皆さんは上のステッカーをご存知でしょうか? 「With Shingo」と書かれたこのステッカーはトムスが走らせるレーシングカーには必ず貼られているものです。「Shingoと共に戦う」という意味が込められておりこれまでトムスは「Shingo」と戦って来ました。その「Shingo」とは果たして誰なのか?今回は天才ドライバー「Shingo」こと舘信吾さんを特集します。
プロフィール、キャリア
1977年9月1日生まれ。東京都出身。実父は株式会社トムス代表取締役会長の舘信秀さんです。
12歳でカートデビュー。中学卒業後イギリスに渡り、1995年にフォーミュラ・ボクスホール・ジュニアに参戦。1996年にはイギリスF3Bクラスに参戦しランキング2位。
1997年に帰国し全日本F3にトムスから参戦しランキング6位。スーパーN1耐久シリーズではランキング4位に入りました。

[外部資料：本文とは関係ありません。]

use std::collections::BTreeMap;
use std::io::{
  self,
  Read
};

use anyhow::{
  Context,
  anyhow
};
use chrono::{
  Local,
  NaiveDate,
  Utc
};
use chrono_tz::Tz;
use tracing::{
  debug,
  info,
  instrument
};

use crate::cli::Invocation;
use crate::config::Config;
use crate::datetime::parse_reference_date;
use crate::notice::ReminderNotice;
use crate::panel::{
  self,
  PanelMode
};
use crate::render::Renderer;
use crate::resolver::Resolver;
use crate::source::EventSource;

pub fn known_command_names()
-> Vec<&'static str> {
  vec![
    "day", "month", "select",
    "calendar", "remind", "_show",
    "help", "version",
  ]
}

pub fn expand_command_abbrev<'a>(
  token: &'a str,
  known: &[&'a str]
) -> Option<&'a str> {
  if known.contains(&token) {
    return Some(token);
  }

  let mut matches =
    known.iter().copied().filter(
      |name| name.starts_with(token)
    );
  let first = matches.next()?;
  if matches.next().is_some() {
    None
  } else {
    Some(first)
  }
}

#[instrument(skip(
  source, cfg, renderer, inv
))]
pub fn dispatch(
  source: &dyn EventSource,
  cfg: &Config,
  renderer: &Renderer,
  inv: Invocation
) -> anyhow::Result<()> {
  let command = inv.command.as_str();

  match command {
    | "_show" => return cmd_show(cfg),
    | "help" => return cmd_help(),
    | "version" => {
      println!(
        "{}",
        env!("CARGO_PKG_VERSION")
      );
      return Ok(());
    }
    | _ => {}
  }

  let resolver =
    Resolver::from_config(cfg)?;
  let today =
    today_in_zone(resolver.zone());

  debug!(
      command,
      args = ?inv.command_args,
      %today,
      "dispatching command"
  );

  match command {
    | "day" => {
      let day = reference_arg(
        command,
        &inv.command_args,
        today
      )?;
      cmd_day(
        source, &resolver, renderer,
        day
      )
    }
    | "month" => {
      let month = reference_arg(
        command,
        &inv.command_args,
        today
      )?;
      cmd_month(
        source, &resolver, renderer,
        month
      )
    }
    | "select" => {
      let date = reference_arg(
        command,
        &inv.command_args,
        today
      )?;
      cmd_select(
        source,
        &resolver,
        renderer,
        panel_mode(cfg)?,
        date
      )
    }
    | "calendar" => {
      let focus = optional_reference_arg(
        command,
        &inv.command_args,
        today
      )?;
      cmd_calendar(
        source,
        &resolver,
        renderer,
        panel_mode(cfg)?,
        focus,
        cfg
          .get_bool(
            "calendar.show_empty"
          )
          .unwrap_or(false)
      )
    }
    | "remind" => {
      let notice = cmd_remind(
        io::stdin().lock(),
        &resolver
      )?;
      println!("{notice}");
      Ok(())
    }
    | other => {
      Err(anyhow!(
        "unknown command: {other}"
      ))
    }
  }
}

#[instrument(skip(
  source, resolver, renderer
))]
fn cmd_day(
  source: &dyn EventSource,
  resolver: &Resolver,
  renderer: &Renderer,
  day: NaiveDate
) -> anyhow::Result<()> {
  info!("command day");
  let events = source.load()?;
  let found = resolver
    .resolve_day_events(&events, day)
    .with_context(|| {
      format!(
        "failed resolving events for \
         {day}"
      )
    })?;
  renderer
    .print_rejected(&found.rejected)?;
  renderer.print_events(&found.events)
}

#[instrument(skip(
  source, resolver, renderer
))]
fn cmd_month(
  source: &dyn EventSource,
  resolver: &Resolver,
  renderer: &Renderer,
  month: NaiveDate
) -> anyhow::Result<()> {
  info!("command month");
  let events = source.load()?;
  let found = resolver
    .resolve_month_events(
      &events, month
    )
    .with_context(|| {
      format!(
        "failed resolving events for \
         {}",
        month.format("%Y-%m")
      )
    })?;
  renderer
    .print_rejected(&found.rejected)?;
  renderer.print_events(&found.events)
}

#[instrument(skip(
  source, resolver, renderer
))]
fn cmd_select(
  source: &dyn EventSource,
  resolver: &Resolver,
  renderer: &Renderer,
  mode: PanelMode,
  date: NaiveDate
) -> anyhow::Result<()> {
  info!("command select");
  let events = source.load()?;
  let found = panel::select(
    resolver, &events, mode, date
  )
  .with_context(|| {
    format!(
      "failed resolving selection \
       {date}"
    )
  })?;
  renderer
    .print_rejected(&found.rejected)?;
  renderer.print_events(&found.events)
}

#[instrument(skip(
  source, resolver, renderer
))]
fn cmd_calendar(
  source: &dyn EventSource,
  resolver: &Resolver,
  renderer: &Renderer,
  mode: PanelMode,
  focus: NaiveDate,
  show_empty: bool
) -> anyhow::Result<()> {
  info!("command calendar");
  let events = source.load()?;
  let rendered = panel::render_panel(
    resolver, &events, mode, focus
  )
  .context("failed rendering panel")?;
  renderer
    .print_rejected(&rendered.rejected)?;
  renderer
    .print_panel(&rendered, show_empty)
}

fn cmd_remind<R: Read>(
  mut input: R,
  resolver: &Resolver
) -> anyhow::Result<ReminderNotice> {
  info!("command remind");

  let mut payload = String::new();
  input
    .read_to_string(&mut payload)
    .context("failed reading stdin")?;
  if payload.trim().is_empty() {
    return Err(anyhow!(
      "remind: empty input"
    ));
  }

  ReminderNotice::from_payload(
    &payload,
    resolver.format(),
    resolver.zone()
  )
}

fn cmd_show(
  cfg: &Config
) -> anyhow::Result<()> {
  let sorted: BTreeMap<_, _> =
    cfg.iter().collect();
  for (k, v) in sorted {
    println!("{k}={v}");
  }
  Ok(())
}

fn cmd_help() -> anyhow::Result<()> {
  println!(
    "Commands: day <date>, month \
     <date>, select <date>, calendar \
     [date], remind (payload on \
     stdin), _show, help, version"
  );
  Ok(())
}

fn panel_mode(
  cfg: &Config
) -> anyhow::Result<PanelMode> {
  cfg
    .get("calendar.mode")
    .map(|raw| raw.parse::<PanelMode>())
    .transpose()
    .map(Option::unwrap_or_default)
}

fn reference_arg(
  command: &str,
  args: &[String],
  today: NaiveDate
) -> anyhow::Result<NaiveDate> {
  match args {
    | [single] => {
      parse_reference_date(
        single, today
      )
    }
    | [] => {
      Err(anyhow!(
        "{command}: missing date \
         argument"
      ))
    }
    | _ => {
      Err(anyhow!(
        "{command}: expected one date, \
         got {}",
        args.len()
      ))
    }
  }
}

fn optional_reference_arg(
  command: &str,
  args: &[String],
  today: NaiveDate
) -> anyhow::Result<NaiveDate> {
  if args.is_empty() {
    return Ok(today);
  }
  reference_arg(command, args, today)
}

fn today_in_zone(
  zone: Option<&Tz>
) -> NaiveDate {
  match zone {
    | Some(tz) => {
      Utc::now()
        .with_timezone(tz)
        .date_naive()
    }
    | None => Local::now().date_naive()
  }
}

#[cfg(test)]
mod tests {
  use chrono::NaiveDate;

  use super::*;
  use crate::source::FileSource;

  fn ymd(
    y: i32,
    m: u32,
    d: u32
  ) -> NaiveDate {
    NaiveDate::from_ymd_opt(y, m, d)
      .expect("valid date")
  }

  #[test]
  fn abbreviations_must_be_unique() {
    let known = known_command_names();
    assert_eq!(
      expand_command_abbrev("cal", &known),
      Some("calendar")
    );
    assert_eq!(
      expand_command_abbrev("d", &known),
      Some("day")
    );
    assert_eq!(
      expand_command_abbrev("_", &known),
      Some("_show")
    );
    assert_eq!(
      expand_command_abbrev("x", &known),
      None
    );
  }

  #[test]
  fn reference_argument_count_is_checked() {
    let today = ymd(2024, 3, 11);
    assert_eq!(
      reference_arg(
        "day",
        &["tomorrow".to_string()],
        today
      )
      .expect("one arg"),
      ymd(2024, 3, 12)
    );
    assert!(
      reference_arg("day", &[], today)
        .is_err()
    );
    assert!(
      reference_arg(
        "day",
        &[
          "today".to_string(),
          "tomorrow".to_string()
        ],
        today
      )
      .is_err()
    );
    assert_eq!(
      optional_reference_arg(
        "calendar",
        &[],
        today
      )
      .expect("defaults to today"),
      today
    );
  }

  #[test]
  fn panel_mode_comes_from_config() {
    let mut cfg = Config::default();
    assert_eq!(
      panel_mode(&cfg).expect("default"),
      PanelMode::Month
    );
    cfg.apply_overrides(vec![(
      "calendar.mode".to_string(),
      "year".to_string()
    )]);
    assert_eq!(
      panel_mode(&cfg).expect("year"),
      PanelMode::Year
    );
    cfg.apply_overrides(vec![(
      "calendar.mode".to_string(),
      "week".to_string()
    )]);
    assert!(panel_mode(&cfg).is_err());
  }

  #[test]
  fn remind_reads_payload() {
    let payload = br#"{"title":"Call","start_date":"2024-03-11T14:00:00Z","end_date":"2024-03-11T14:30:00Z","reminder":10}"#;
    let notice = cmd_remind(
      &payload[..],
      &Resolver::default()
    )
    .expect("notice");
    assert_eq!(
      notice.message(),
      "You have \"Call\" scheduled from \
       14:00 to 14:30"
    );

    assert!(
      cmd_remind(
        &b"  \n"[..],
        &Resolver::default()
      )
      .is_err()
    );
  }

  #[test]
  fn config_commands_survive_bad_resolver_settings(
  ) {
    let mut cfg = Config::default();
    cfg.apply_overrides(vec![
      (
        "month.match".to_string(),
        "yearly".to_string()
      ),
      (
        "timezone".to_string(),
        "Mars/Olympus".to_string()
      ),
    ]);
    let source =
      FileSource::new("missing.json");
    let renderer = Renderer::new(&cfg)
      .expect("renderer");
    let invoke = |command: &str| {
      dispatch(
        &source,
        &cfg,
        &renderer,
        Invocation {
          command:      command
            .to_string(),
          command_args: vec![]
        }
      )
    };

    for command in
      ["_show", "help", "version"]
    {
      invoke(command).unwrap_or_else(
        |err| panic!("{command}: {err:#}")
      );
    }

    let err = invoke("calendar")
      .expect_err("resolver settings");
    assert!(
      err
        .to_string()
        .contains("month.match"),
      "{err:#}"
    );
  }
}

1998年には全日本F3でランキング3位。スーパーN1耐久シリーズではランキング4位の成績を残し、当時注目の若手ドライバーとして将来を嘱望されていました。
GTキャリア
JGTCには1997年のツインリンクもてぎで開催されたオールスター戦でデビュー。トムスから鈴木利男選手とペアを組みスープラをドライブ。デビュー戦ながらいきなり2位表彰台を獲得しました。

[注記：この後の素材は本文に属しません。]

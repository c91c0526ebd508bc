//! Cluster-wide connection and message metrics for the sidewinder broker
//!
//! Every node records its own live connections and dispatched messages in a
//! shared counter store; the elected coordinator periodically folds them
//! into per-application summaries. Admission checks read the live records
//! directly — fresher and independent of aggregation lag.

pub mod cluster;
pub mod config;
pub mod engine;
pub mod memory;
pub mod redis_store;
pub mod store;

pub use cluster::{generate_node_id, MasterElection, RedisElection, StaticElection};
pub use config::MetricsConfig;
pub use engine::{Counts, MetricsEngine};
pub use memory::MemoryCounterStore;
pub use redis_store::RedisCounterStore;
pub use store::{ConnectionEntry, CounterStore, MetricsRecord, MetricsSummary};
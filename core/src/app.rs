//! Application model and registry
//!
//! An application is a tenant of the broker, identified by a public key and
//! a shared secret, with optional cluster-wide connection and message limits.
//! The core only ever reads applications; mutation belongs to the
//! administrative REST layer.

use async_trait::async_trait;
use serde::{Deserialize, Serialize};
use std::collections::HashMap;
use std::sync::Arc;
use tokio::sync::RwLock;

/// A registered application
#[derive(Debug, Clone, Serialize, Deserialize)]
pub struct Application {
    /// Application identifier
    pub app_id: String,
    /// Public key embedded in client connection URLs
    pub key: String,
    /// Shared secret used to sign private/presence subscriptions
    pub secret: String,
    /// Cluster-wide cap on live connections (None = unlimited)
    #[serde(default, skip_serializing_if = "Option::is_none")]
    pub connection_limit: Option<u32>,
    /// Cluster-wide cap on messages since the last reset (None = unlimited)
    #[serde(default, skip_serializing_if = "Option::is_none")]
    pub message_limit: Option<u64>,
}

impl Application {
    pub fn new(
        app_id: impl Into<String>,
        key: impl Into<String>,
        secret: impl Into<String>,
    ) -> Self {
        Self {
            app_id: app_id.into(),
            key: key.into(),
            secret: secret.into(),
            connection_limit: None,
            message_limit: None,
        }
    }

    /// Set the connection limit
    pub fn with_connection_limit(mut self, limit: u32) -> Self {
        self.connection_limit = Some(limit);
        self
    }

    /// Set the message limit
    pub fn with_message_limit(mut self, limit: u64) -> Self {
        self.message_limit = Some(limit);
        self
    }
}

/// Read-only application lookup consumed by the connection handler
#[async_trait]
pub trait ApplicationRegistry: Send + Sync {
    /// Find an application by its public key
    async fn find_by_key(&self, key: &str) -> Option<Arc<Application>>;

    /// Find an application by its id
    async fn find_by_id(&self, app_id: &str) -> Option<Arc<Application>>;
}

/// In-memory registry backing tests and single-process deployments
pub struct MemoryApplicationRegistry {
    apps: RwLock<HashMap<String, Arc<Application>>>,
}

impl MemoryApplicationRegistry {
    pub fn new() -> Self {
        Self {
            apps: RwLock::new(HashMap::new()),
        }
    }

    /// Register an application, replacing any previous one with the same key
    pub async fn insert(&self, application: Application) {
        let mut apps = self.apps.write().await;
        apps.insert(application.key.clone(), Arc::new(application));
    }
}

impl Default for MemoryApplicationRegistry {
    fn default() -> Self {
        Self::new()
    }
}

#[async_trait]
impl ApplicationRegistry for MemoryApplicationRegistry {
    async fn find_by_key(&self, key: &str) -> Option<Arc<Application>> {
        let apps = self.apps.read().await;
        apps.get(key).cloned()
    }

    async fn find_by_id(&self, app_id: &str) -> Option<Arc<Application>> {
        let apps = self.apps.read().await;
        apps.values().find(|app| app.app_id == app_id).cloned()
    }
}

#[cfg(test)]
mod tests {
    use super::*;

    #[tokio::test]
    async fn test_find_by_key_and_id() {
        let registry = MemoryApplicationRegistry::new();
        registry
            .insert(Application::new("1", "app-key", "app-secret").with_connection_limit(5))
            .await;

        let by_key = registry.find_by_key("app-key").await.unwrap();
        assert_eq!(by_key.app_id, "1");
        assert_eq!(by_key.connection_limit, Some(5));

        let by_id = registry.find_by_id("1").await.unwrap();
        assert_eq!(by_id.key, "app-key");

        assert!(registry.find_by_key("missing").await.is_none());
        assert!(registry.find_by_id("42").await.is_none());
    }
}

翌1998年は土屋エンジニアリングから鈴木恵一選手とペアを組みMR2でGT300クラスにシリーズフル参戦。抜群の速さを持つ若手と絶対的な安定感を持つベテランのコンビネーションはライバル達を圧倒しました。
シーズン6戦中5勝を挙げオールスター戦でも優勝、ランキング2位に60ポイントもの大差を着けてシリーズチャンピオンを獲得しました。このシーズン5勝という記録は両クラス通じての年間最多勝記録として現在も残っています。
この活躍が評価され、1999年にはチームルマンから野田英樹選手とペアを組みGT500クラスへステップアップが決定。更にはTMSからフォーミュラニッポンへの参戦も決まり21歳にして国内トップカテゴリーのシートを手に入れました。
果たしてどんな活躍を見せてくれるのか。レース関係者、ファン、誰もが期待を寄せていました。
しかし、"早すぎた"天才はある日我々を置いて突然走り去ってしまいました。
1999.3.11
1999年3月11日、TIサーキット英田でのGT500スープラのテスト中。
1コーナーでコースアウトしタイヤバリアにクラッシュ。
舘信吾さんは21歳の若さでこの世を去りました。
JGTC開幕10日前に発生したこの事故は関係者、ファンに衝撃を与え、開幕戦のレース前にはサーキット場内で黙祷が行われました。
前年GT300でペアを組んだ鈴木恵一選手は愛弟子の早すぎる死に大きなショックを受け、現役引退を決断したと言われています。
チームルマンは鈴鹿サーキットでの開幕戦を欠場。野田選手とワイン・ガードナー選手を起用して第2戦から参戦しました。その第2戦決勝日の朝に行われたフリー走行では野田選手が「彼と一緒に走りたい。」と舘さんの遺品のレーシンググローブを着用して出走しました。
その後第5戦富士においてチームルマンはGT初優勝を達成しています。
まとめ
2019年、あの日から20年が経ちました。
あの日何も起こらなかったなら、舘信吾さんは41歳。まだまだ第一線で活躍していたでしょう。
あの日何も起こらなかったなら、舘信吾さんはどんな活躍を見せてくれたでしょうか。
トヨタF1に乗って、世界で戦っていたかもしれません。トヨタLMP1でル・マンを駆けていたかもしれません。
あの日何も起こらなかったなら、舘信吾さんには多くの可能性があったはずでした。それが失われてしまったことは残念でなりません。
モータースポーツは危険な競技です。過去多くの事故が起こってきました。安全性は年々向上して来ましたが、それでも毎年世界中の何処かでは痛ましい事故は起こっています。
安全への取り組みが止まることなく前に進み続けることを願わずにはいられません。